■ **WORK TO BE COMPLETED**
Set down exactly, from the records below, the line with "tracing_subscriber::fmt()" through the line with "until the daemon", and nothing else.

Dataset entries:
_____

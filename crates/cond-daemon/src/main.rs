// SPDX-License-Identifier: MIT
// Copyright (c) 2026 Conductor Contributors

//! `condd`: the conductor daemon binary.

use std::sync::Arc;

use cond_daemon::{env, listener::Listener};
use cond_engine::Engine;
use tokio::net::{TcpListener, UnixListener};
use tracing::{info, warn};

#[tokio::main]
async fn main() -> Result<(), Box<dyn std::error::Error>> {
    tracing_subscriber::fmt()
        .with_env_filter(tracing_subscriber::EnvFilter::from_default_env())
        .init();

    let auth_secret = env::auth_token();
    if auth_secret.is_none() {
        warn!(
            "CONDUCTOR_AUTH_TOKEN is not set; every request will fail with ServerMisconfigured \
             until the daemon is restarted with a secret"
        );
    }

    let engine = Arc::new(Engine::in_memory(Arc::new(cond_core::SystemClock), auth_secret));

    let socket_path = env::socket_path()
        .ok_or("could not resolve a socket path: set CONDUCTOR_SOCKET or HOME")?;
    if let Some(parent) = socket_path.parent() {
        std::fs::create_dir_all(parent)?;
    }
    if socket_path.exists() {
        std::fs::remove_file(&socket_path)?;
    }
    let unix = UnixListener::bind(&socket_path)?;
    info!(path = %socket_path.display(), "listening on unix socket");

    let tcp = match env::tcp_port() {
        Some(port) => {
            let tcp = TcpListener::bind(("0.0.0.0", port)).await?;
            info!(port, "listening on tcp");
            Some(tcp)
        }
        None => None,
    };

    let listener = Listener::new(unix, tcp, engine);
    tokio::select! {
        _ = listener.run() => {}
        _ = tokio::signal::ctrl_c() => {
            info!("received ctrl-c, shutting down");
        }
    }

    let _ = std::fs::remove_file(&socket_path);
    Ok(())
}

_____

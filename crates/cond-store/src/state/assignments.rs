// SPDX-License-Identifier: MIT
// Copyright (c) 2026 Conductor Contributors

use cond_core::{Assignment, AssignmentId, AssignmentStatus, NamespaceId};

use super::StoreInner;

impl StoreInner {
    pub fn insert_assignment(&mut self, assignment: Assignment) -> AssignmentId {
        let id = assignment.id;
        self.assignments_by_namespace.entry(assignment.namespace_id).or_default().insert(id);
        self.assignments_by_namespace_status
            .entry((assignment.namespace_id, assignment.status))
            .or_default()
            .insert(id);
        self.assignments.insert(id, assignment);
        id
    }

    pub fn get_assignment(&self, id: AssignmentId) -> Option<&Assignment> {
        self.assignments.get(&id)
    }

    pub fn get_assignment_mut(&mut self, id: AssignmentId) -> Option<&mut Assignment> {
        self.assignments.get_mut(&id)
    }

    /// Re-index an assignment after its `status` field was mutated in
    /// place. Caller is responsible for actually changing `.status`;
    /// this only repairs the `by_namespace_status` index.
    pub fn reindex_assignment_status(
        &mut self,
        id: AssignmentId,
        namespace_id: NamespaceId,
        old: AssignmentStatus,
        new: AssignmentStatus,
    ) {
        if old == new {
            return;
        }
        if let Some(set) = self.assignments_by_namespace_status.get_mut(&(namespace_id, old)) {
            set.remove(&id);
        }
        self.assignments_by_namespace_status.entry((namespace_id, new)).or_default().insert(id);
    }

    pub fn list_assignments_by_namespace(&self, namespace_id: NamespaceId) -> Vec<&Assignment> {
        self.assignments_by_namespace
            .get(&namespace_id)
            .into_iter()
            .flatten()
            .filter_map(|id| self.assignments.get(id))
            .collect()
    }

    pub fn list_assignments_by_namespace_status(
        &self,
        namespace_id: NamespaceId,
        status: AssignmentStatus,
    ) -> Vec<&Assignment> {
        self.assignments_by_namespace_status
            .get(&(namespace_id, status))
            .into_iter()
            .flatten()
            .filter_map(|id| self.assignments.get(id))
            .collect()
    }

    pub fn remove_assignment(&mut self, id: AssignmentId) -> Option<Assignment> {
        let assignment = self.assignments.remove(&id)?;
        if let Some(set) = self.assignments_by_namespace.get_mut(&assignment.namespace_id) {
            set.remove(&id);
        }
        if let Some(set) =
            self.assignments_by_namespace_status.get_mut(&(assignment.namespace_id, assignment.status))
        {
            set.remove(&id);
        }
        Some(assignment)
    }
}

_____

■ **WRITTEN SOLUTION**
    tracing_subscriber::fmt()
        .with_env_filter(tracing_subscriber::EnvFilter::from_default_env())
        .init();

    let auth_secret = env::auth_token();
    if auth_secret.is_none() {
        warn!(
            "CONDUCTOR_AUTH_TOKEN is not set; every request will fail with ServerMisconfigured \
             until the daemon is restarted with a secret"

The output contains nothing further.